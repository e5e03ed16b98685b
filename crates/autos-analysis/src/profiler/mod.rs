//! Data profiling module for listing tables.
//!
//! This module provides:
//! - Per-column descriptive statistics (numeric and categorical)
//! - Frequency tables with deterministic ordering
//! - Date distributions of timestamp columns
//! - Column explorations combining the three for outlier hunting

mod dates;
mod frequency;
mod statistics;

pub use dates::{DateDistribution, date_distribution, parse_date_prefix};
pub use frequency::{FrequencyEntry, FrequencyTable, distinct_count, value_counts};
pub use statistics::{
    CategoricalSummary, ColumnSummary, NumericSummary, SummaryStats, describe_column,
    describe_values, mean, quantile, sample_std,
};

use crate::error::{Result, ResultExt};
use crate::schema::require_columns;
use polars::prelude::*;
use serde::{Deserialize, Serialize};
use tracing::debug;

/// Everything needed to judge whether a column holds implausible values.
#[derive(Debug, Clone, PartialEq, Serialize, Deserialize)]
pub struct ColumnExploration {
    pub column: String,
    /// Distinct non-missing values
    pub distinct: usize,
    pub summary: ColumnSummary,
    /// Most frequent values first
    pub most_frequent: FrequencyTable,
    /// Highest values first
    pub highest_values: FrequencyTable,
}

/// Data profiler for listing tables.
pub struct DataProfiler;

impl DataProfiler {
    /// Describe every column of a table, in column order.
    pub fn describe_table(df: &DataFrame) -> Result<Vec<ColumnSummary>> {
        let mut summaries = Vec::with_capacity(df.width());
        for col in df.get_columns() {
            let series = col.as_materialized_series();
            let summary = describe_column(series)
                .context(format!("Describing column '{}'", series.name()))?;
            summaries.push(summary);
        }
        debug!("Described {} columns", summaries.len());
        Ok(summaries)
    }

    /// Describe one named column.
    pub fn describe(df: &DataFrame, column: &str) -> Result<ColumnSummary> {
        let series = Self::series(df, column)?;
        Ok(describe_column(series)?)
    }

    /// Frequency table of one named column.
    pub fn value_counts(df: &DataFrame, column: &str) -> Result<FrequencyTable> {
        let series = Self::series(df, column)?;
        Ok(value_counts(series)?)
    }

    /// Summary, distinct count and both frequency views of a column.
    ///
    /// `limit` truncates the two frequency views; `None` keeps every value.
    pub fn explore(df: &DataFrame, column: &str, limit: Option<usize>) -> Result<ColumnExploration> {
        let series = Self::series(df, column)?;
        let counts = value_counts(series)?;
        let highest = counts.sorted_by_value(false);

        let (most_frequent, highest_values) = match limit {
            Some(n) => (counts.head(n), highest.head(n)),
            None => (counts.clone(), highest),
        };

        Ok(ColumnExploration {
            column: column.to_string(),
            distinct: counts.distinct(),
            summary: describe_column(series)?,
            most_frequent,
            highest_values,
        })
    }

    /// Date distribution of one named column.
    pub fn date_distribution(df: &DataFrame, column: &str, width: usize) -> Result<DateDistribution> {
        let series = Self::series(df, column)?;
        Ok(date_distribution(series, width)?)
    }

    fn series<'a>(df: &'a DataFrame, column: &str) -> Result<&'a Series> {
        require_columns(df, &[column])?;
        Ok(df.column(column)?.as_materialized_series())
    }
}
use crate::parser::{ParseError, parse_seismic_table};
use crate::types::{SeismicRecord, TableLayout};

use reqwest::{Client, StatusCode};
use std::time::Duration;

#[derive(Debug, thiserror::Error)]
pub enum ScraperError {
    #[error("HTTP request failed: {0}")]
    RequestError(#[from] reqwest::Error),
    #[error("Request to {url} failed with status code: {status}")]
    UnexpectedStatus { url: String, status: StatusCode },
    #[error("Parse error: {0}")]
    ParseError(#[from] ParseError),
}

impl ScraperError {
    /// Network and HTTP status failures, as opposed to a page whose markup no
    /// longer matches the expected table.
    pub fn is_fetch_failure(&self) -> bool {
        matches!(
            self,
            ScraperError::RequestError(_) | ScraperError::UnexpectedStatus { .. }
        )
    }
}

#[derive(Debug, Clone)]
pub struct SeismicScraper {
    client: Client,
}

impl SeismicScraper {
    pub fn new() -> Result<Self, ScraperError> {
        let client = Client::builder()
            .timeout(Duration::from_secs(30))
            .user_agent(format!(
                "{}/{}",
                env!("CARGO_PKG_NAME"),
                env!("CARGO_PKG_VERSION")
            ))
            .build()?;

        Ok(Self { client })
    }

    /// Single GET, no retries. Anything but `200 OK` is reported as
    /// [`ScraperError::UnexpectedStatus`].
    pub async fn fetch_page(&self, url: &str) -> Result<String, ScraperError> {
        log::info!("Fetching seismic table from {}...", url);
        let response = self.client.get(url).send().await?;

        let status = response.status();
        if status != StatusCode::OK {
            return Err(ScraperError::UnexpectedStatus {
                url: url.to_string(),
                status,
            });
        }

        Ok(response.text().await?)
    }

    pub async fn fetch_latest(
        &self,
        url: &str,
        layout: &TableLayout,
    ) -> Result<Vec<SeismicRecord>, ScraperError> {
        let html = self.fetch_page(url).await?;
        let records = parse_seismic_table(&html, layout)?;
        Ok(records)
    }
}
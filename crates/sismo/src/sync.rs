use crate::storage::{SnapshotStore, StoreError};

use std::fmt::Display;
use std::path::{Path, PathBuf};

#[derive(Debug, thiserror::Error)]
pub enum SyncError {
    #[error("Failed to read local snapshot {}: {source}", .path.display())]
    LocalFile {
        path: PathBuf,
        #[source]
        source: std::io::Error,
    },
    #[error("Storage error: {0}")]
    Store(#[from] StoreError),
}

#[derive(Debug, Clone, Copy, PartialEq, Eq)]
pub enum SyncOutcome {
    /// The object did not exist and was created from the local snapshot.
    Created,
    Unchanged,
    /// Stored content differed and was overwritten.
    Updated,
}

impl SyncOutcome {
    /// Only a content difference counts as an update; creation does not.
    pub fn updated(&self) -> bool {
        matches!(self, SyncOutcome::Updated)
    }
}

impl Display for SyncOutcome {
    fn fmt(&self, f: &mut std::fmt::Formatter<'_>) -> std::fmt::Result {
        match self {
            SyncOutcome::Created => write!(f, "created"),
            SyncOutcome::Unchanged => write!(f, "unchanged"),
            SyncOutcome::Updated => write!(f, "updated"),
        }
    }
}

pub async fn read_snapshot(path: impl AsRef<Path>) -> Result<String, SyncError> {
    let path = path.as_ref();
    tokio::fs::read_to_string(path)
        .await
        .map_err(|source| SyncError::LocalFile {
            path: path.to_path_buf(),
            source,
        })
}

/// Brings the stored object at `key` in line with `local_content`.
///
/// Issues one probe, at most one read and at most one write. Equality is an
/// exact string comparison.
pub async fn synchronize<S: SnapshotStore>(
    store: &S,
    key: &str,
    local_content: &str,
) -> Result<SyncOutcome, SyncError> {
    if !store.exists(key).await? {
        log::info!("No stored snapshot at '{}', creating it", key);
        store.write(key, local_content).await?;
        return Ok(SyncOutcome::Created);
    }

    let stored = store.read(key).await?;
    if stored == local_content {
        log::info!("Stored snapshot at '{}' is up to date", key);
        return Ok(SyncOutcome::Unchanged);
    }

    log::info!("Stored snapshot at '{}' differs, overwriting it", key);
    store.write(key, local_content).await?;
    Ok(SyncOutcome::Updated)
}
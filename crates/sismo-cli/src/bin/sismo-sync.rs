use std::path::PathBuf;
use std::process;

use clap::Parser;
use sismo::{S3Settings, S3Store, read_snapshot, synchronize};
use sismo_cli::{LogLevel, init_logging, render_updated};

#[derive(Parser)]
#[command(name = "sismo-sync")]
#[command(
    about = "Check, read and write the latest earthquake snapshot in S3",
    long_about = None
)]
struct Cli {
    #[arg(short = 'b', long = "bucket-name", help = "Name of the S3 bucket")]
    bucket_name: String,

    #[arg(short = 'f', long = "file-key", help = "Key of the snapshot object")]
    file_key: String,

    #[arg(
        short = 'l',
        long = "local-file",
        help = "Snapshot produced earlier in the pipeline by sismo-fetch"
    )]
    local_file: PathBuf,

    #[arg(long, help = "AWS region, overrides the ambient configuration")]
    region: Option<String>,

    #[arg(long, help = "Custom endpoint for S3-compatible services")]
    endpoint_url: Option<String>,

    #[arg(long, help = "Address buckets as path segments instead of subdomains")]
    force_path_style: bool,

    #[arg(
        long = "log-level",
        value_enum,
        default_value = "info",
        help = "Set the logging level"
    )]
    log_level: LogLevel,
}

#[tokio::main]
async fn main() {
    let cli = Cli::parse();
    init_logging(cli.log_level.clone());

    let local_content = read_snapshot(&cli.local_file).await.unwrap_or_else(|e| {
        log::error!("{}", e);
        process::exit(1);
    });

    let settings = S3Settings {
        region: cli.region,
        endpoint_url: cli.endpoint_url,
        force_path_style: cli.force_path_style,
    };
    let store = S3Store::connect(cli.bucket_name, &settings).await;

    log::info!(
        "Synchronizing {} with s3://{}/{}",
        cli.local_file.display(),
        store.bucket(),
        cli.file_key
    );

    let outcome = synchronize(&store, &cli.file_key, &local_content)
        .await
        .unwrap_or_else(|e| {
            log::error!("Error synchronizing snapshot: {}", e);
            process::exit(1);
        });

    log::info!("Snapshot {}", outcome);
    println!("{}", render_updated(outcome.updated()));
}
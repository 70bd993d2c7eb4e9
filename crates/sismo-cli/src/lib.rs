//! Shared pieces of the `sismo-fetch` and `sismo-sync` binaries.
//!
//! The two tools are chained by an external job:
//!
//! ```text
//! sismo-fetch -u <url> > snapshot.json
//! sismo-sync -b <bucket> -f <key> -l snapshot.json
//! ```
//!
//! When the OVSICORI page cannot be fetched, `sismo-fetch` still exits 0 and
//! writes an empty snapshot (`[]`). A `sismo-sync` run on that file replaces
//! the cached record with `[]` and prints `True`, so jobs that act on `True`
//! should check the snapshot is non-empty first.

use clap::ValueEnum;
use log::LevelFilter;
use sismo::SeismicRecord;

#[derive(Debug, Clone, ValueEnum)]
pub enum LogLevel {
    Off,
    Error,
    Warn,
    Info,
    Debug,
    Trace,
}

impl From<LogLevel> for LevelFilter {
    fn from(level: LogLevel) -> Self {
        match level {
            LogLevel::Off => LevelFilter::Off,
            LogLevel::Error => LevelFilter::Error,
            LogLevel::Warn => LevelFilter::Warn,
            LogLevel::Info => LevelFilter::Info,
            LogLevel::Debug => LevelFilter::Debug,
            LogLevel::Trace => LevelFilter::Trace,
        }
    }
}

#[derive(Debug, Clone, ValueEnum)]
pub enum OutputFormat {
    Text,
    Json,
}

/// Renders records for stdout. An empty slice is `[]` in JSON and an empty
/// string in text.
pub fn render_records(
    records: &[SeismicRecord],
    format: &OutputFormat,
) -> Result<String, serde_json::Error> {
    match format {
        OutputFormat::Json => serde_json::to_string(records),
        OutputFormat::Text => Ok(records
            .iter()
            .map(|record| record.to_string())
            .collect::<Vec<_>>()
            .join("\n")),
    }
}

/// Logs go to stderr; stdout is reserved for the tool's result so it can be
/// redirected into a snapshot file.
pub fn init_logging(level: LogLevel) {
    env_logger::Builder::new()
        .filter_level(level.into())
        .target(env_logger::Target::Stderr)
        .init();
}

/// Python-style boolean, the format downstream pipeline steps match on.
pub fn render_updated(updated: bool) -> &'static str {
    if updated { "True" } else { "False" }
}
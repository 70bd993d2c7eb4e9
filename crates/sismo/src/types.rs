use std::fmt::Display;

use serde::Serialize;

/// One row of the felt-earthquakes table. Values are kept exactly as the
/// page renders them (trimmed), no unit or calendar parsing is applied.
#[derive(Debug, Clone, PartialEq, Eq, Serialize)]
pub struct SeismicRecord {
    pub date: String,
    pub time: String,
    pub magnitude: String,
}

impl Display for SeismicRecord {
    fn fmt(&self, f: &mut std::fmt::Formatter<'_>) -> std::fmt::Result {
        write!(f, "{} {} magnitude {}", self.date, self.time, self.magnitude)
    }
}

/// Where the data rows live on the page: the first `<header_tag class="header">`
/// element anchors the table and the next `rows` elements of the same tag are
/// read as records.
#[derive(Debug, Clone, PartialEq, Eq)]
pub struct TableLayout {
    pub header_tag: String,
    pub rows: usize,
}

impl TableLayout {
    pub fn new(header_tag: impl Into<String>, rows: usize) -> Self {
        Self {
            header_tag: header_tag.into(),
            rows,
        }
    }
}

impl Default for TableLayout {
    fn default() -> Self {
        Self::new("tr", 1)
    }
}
= = = =
THE PROBLEM ->
Return nothing but the lines from the first line of the listing through the line with "of timestamp columns", please, keeping every one of them unchanged.

OUTPUT BELOW ->
repository e5e03ed16b98685b
filename crates/autos-analysis/src/profiler/mod.rs
//! Data profiling module for listing tables.
//!
//! This module provides:
//! - Per-column descriptive statistics (numeric and categorical)
//! - Frequency tables with deterministic ordering
//! - Date distributions of timestamp columns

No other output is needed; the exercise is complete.